**To do**. Every entry in the listing below has to be transcribed exactly.

**Extracted records**.
//! The studio facade: describe, validate, generate, record.

use std::sync::Arc;

use fluxstudio_core::error::CoreError;
use fluxstudio_core::models::ModelRegistry;
use fluxstudio_core::validation::{validate_submission, ValidationError};
use fluxstudio_fal::{
    FalQueueTransport, GenerationClient, GenerationError, ProgressCallback, RemedialAction,
};
use fluxstudio_storage::{
    CredentialStore, FileStore, HistoryItem, HistoryStore, KeyValueStore, StorageError,
};
use serde_json::Value;
use uuid::Uuid;

use crate::config::StudioConfig;

/// Everything that can stop a submission.
#[derive(Debug, thiserror::Error)]
pub enum StudioError {
    #[error("Model not found: {0}")]
    ModelNotFound(String),

    #[error(transparent)]
    Validation(#[from] ValidationError),

    #[error(transparent)]
    Generation(#[from] GenerationError),

    #[error(transparent)]
    Storage(#[from] StorageError),

    /// The studio could not be assembled (bad registry, HTTP client setup).
    #[error("Setup failed: {0}")]
    Setup(String),
}

impl From<CoreError> for StudioError {
    fn from(err: CoreError) -> Self {
        match err {
            CoreError::ModelNotFound { id } => StudioError::ModelNotFound(id),
            CoreError::Validation(e) => StudioError::Validation(e),
            CoreError::InvalidRegistry(msg) => StudioError::Setup(msg),
        }
    }
}

impl StudioError {
    /// Short message suitable for showing to a user.
    pub fn message(&self) -> String {
        self.to_string()
    }

    /// A follow-up action, for failures the user can fix on their account.
    pub fn remedy(&self) -> Option<RemedialAction> {
        match self {
            StudioError::Generation(e) => e.remedy(),
            _ => None,
        }
    }

    /// Stable machine-readable code.
    pub fn code(&self) -> &'static str {
        match self {
            StudioError::ModelNotFound(_) => "MODEL_NOT_FOUND",
            StudioError::Validation(_) => "VALIDATION_ERROR",
            StudioError::Generation(e) => e.code(),
            StudioError::Storage(_) => "STORAGE_ERROR",
            StudioError::Setup(_) => "SETUP_ERROR",
        }
    }
}

/// Registry, client, history and stored credential behind one handle.
pub struct Studio {
    registry: ModelRegistry,
    client: GenerationClient,
    history: Arc<HistoryStore>,
    credentials: CredentialStore,
}

impl Studio {
    pub fn new(
        registry: ModelRegistry,
        client: GenerationClient,
        history: Arc<HistoryStore>,
        credentials: CredentialStore,
    ) -> Self {
        Self {
            registry,
            client,
            history,
            credentials,
        }
    }

    /// Assemble a studio backed by the fal queue and the on-disk data
    /// directory named in `config`.
    pub fn open(config: &StudioConfig) -> Result<Self, StudioError> {
        let storage: Arc<dyn KeyValueStore> = Arc::new(FileStore::open(config.data_dir.clone())?);
        let transport = FalQueueTransport::new(config.queue_config())
            .map_err(|e| StudioError::Setup(e.to_string()))?;
        let client =
            GenerationClient::new(Arc::new(transport)).with_retry(config.retry_config());
        let history = HistoryStore::open(Arc::clone(&storage), config.history_config())?;

        tracing::info!(
            data_dir = %config.data_dir.display(),
            history_items = history.len(),
            queue_url = %config.queue_url,
            "Studio ready",
        );

        Ok(Self::new(
            ModelRegistry::builtin(),
            client,
            Arc::new(history),
            CredentialStore::new(storage),
        ))
    }

    pub fn registry(&self) -> &ModelRegistry {
        &self.registry
    }

    pub fn history(&self) -> &Arc<HistoryStore> {
        &self.history
    }

    pub fn credentials(&self) -> &CredentialStore {
        &self.credentials
    }

    /// Validate `bag`, run the generation and record it in history.
    ///
    /// Nothing is recorded when any step fails.
    pub async fn submit(
        &self,
        bag: &Value,
        credential: &str,
        progress: Option<&ProgressCallback<'_>>,
    ) -> Result<HistoryItem, StudioError> {
        let request = validate_submission(&self.registry, bag)?;
        let descriptor = self.registry.describe(&request.model_id)?;

        tracing::info!(
            model_id = %descriptor.id,
            image_count = request.image_count,
            "Submitting generation",
        );

        let result = self
            .client
            .generate(descriptor, &request, credential, progress)
            .await?;

        let item = HistoryItem::from_generation(descriptor, &request, &result);
        self.history.append(item.clone())?;
        Ok(item)
    }

    /// The parameter bag of a history item, ready to resubmit.
    pub fn remix(&self, id: Uuid) -> Option<Value> {
        self.history.get(id).map(|item| item.remix_bag())
    }
}

/// Pick the credential to use: explicit flag, then stored key, then
/// environment.
pub fn resolve_credential(
    flag: Option<&str>,
    stored: Option<String>,
    env: Option<&str>,
) -> Option<String> {
    let non_blank = |s: &str| Some(s.trim().to_string()).filter(|s| !s.is_empty());
    flag.and_then(non_blank)
        .or_else(|| stored.as_deref().and_then(non_blank))
        .or_else(|| env.and_then(non_blank))
}

#[cfg(test)]
mod tests {
    use super::*;

    #[test]
    fn credential_precedence() {
        assert_eq!(
            resolve_credential(Some("flag"), Some("stored".into()), Some("env")).as_deref(),
            Some("flag")
        );
        assert_eq!(
            resolve_credential(Some("  "), Some("stored".into()), Some("env")).as_deref(),
            Some("stored")
        );
        assert_eq!(resolve_credential(None, None, Some("env")).as_deref(), Some("env"));
        assert_eq!(resolve_credential(None, None, None), None);
    }

    #[test]
    fn core_errors_map_to_studio_errors() {
        let err = StudioError::from(CoreError::ModelNotFound { id: "nope".into() });
        assert_eq!(err.code(), "MODEL_NOT_FOUND");
        let err = StudioError::from(CoreError::Validation(ValidationError::EmptyPrompt));
        assert_eq!(err.code(), "VALIDATION_ERROR");
    }

    #[test]
    fn remedy_comes_from_generation_errors() {
        let err = StudioError::from(GenerationError::from_status(402, None));
        assert!(err.remedy().is_some());
        assert_eq!(err.code(), "INSUFFICIENT_CREDITS");
        assert!(StudioError::ModelNotFound("x".into()).remedy().is_none());
    }
}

**Reply**.
//! The studio facade: describe, validate, generate, record.

use std::sync::Arc;

use fluxstudio_core::error::CoreError;
use fluxstudio_core::models::ModelRegistry;
use fluxstudio_core::validation::{validate_submission, ValidationError};
use fluxstudio_fal::{
    FalQueueTransport, GenerationClient, GenerationError, ProgressCallback, RemedialAction,
};
use fluxstudio_storage::{
    CredentialStore, FileStore, HistoryItem, HistoryStore, KeyValueStore, StorageError,
};
use serde_json::Value;
use uuid::Uuid;

use crate::config::StudioConfig;

/// Everything that can stop a submission.
#[derive(Debug, thiserror::Error)]
pub enum StudioError {
    #[error("Model not found: {0}")]
    ModelNotFound(String),

    #[error(transparent)]
    Validation(#[from] ValidationError),

    #[error(transparent)]
    Generation(#[from] GenerationError),

    #[error(transparent)]
    Storage(#[from] StorageError),

    /// The studio could not be assembled (bad registry, HTTP client setup).
    #[error("Setup failed: {0}")]
    Setup(String),
}

impl From<CoreError> for StudioError {
    fn from(err: CoreError) -> Self {
        match err {
            CoreError::ModelNotFound { id } => StudioError::ModelNotFound(id),
            CoreError::Validation(e) => StudioError::Validation(e),
            CoreError::InvalidRegistry(msg) => StudioError::Setup(msg),
        }
    }
}

impl StudioError {
    /// Short message suitable for showing to a user.
    pub fn message(&self) -> String {
        self.to_string()
    }

    /// A follow-up action, for failures the user can fix on their account.
    pub fn remedy(&self) -> Option<RemedialAction> {
        match self {
            StudioError::Generation(e) => e.remedy(),
            _ => None,
        }
    }

    /// Stable machine-readable code.
    pub fn code(&self) -> &'static str {
        match self {
            StudioError::ModelNotFound(_) => "MODEL_NOT_FOUND",
            StudioError::Validation(_) => "VALIDATION_ERROR",
            StudioError::Generation(e) => e.code(),
            StudioError::Storage(_) => "STORAGE_ERROR",
            StudioError::Setup(_) => "SETUP_ERROR",
        }
    }
}

/// Registry, client, history and stored credential behind one handle.
pub struct Studio {
    registry: ModelRegistry,
    client: GenerationClient,
    history: Arc<HistoryStore>,
    credentials: CredentialStore,
}

impl Studio {
    pub fn new(
        registry: ModelRegistry,
        client: GenerationClient,
        history: Arc<HistoryStore>,
        credentials: CredentialStore,
    ) -> Self {
        Self {
            registry,
            client,
            history,
            credentials,
        }
    }

    /// Assemble a studio backed by the fal queue and the on-disk data
    /// directory named in `config`.
    pub fn open(config: &StudioConfig) -> Result<Self, StudioError> {
        let storage: Arc<dyn KeyValueStore> = Arc::new(FileStore::open(config.data_dir.clone())?);
        let transport = FalQueueTransport::new(config.queue_config())
            .map_err(|e| StudioError::Setup(e.to_string()))?;
        let client =
            GenerationClient::new(Arc::new(transport)).with_retry(config.retry_config());
        let history = HistoryStore::open(Arc::clone(&storage), config.history_config())?;

        tracing::info!(
            data_dir = %config.data_dir.display(),
            history_items = history.len(),
            queue_url = %config.queue_url,
            "Studio ready",
        );

        Ok(Self::new(
            ModelRegistry::builtin(),
            client,
            Arc::new(history),
            CredentialStore::new(storage),
        ))
    }

    pub fn registry(&self) -> &ModelRegistry {
        &self.registry
    }

    pub fn history(&self) -> &Arc<HistoryStore> {
        &self.history
    }

    pub fn credentials(&self) -> &CredentialStore {
        &self.credentials
    }

    /// Validate `bag`, run the generation and record it in history.
    ///
    /// Nothing is recorded when any step fails.
    pub async fn submit(
        &self,
        bag: &Value,
        credential: &str,
        progress: Option<&ProgressCallback<'_>>,
    ) -> Result<HistoryItem, StudioError> {
        let request = validate_submission(&self.registry, bag)?;
        let descriptor = self.registry.describe(&request.model_id)?;

        tracing::info!(
            model_id = %descriptor.id,
            image_count = request.image_count,
            "Submitting generation",
        );

        let result = self
            .client
            .generate(descriptor, &request, credential, progress)
            .await?;

        let item = HistoryItem::from_generation(descriptor, &request, &result);
        self.history.append(item.clone())?;
        Ok(item)
    }

    /// The parameter bag of a history item, ready to resubmit.
    pub fn remix(&self, id: Uuid) -> Option<Value> {
        self.history.get(id).map(|item| item.remix_bag())
    }
}

/// Pick the credential to use: explicit flag, then stored key, then
/// environment.
pub fn resolve_credential(
    flag: Option<&str>,
    stored: Option<String>,
    env: Option<&str>,
) -> Option<String> {
    let non_blank = |s: &str| Some(s.trim().to_string()).filter(|s| !s.is_empty());
    flag.and_then(non_blank)
        .or_else(|| stored.as_deref().and_then(non_blank))
        .or_else(|| env.and_then(non_blank))
}

#[cfg(test)]
mod tests {
    use super::*;

    #[test]
    fn credential_precedence() {
        assert_eq!(
            resolve_credential(Some("flag"), Some("stored".into()), Some("env")).as_deref(),
            Some("flag")
        );
        assert_eq!(
            resolve_credential(Some("  "), Some("stored".into()), Some("env")).as_deref(),
            Some("stored")
        );
        assert_eq!(resolve_credential(None, None, Some("env")).as_deref(), Some("env"));
        assert_eq!(resolve_credential(None, None, None), None);
    }

    #[test]
    fn core_errors_map_to_studio_errors() {
        let err = StudioError::from(CoreError::ModelNotFound { id: "nope".into() });
        assert_eq!(err.code(), "MODEL_NOT_FOUND");
        let err = StudioError::from(CoreError::Validation(ValidationError::EmptyPrompt));
        assert_eq!(err.code(), "VALIDATION_ERROR");
    }

    #[test]
    fn remedy_comes_from_generation_errors() {
        let err = StudioError::from(GenerationError::from_status(402, None));
        assert!(err.remedy().is_some());
        assert_eq!(err.code(), "INSUFFICIENT_CREDITS");
        assert!(StudioError::ModelNotFound("x".into()).remedy().is_none());
    }
}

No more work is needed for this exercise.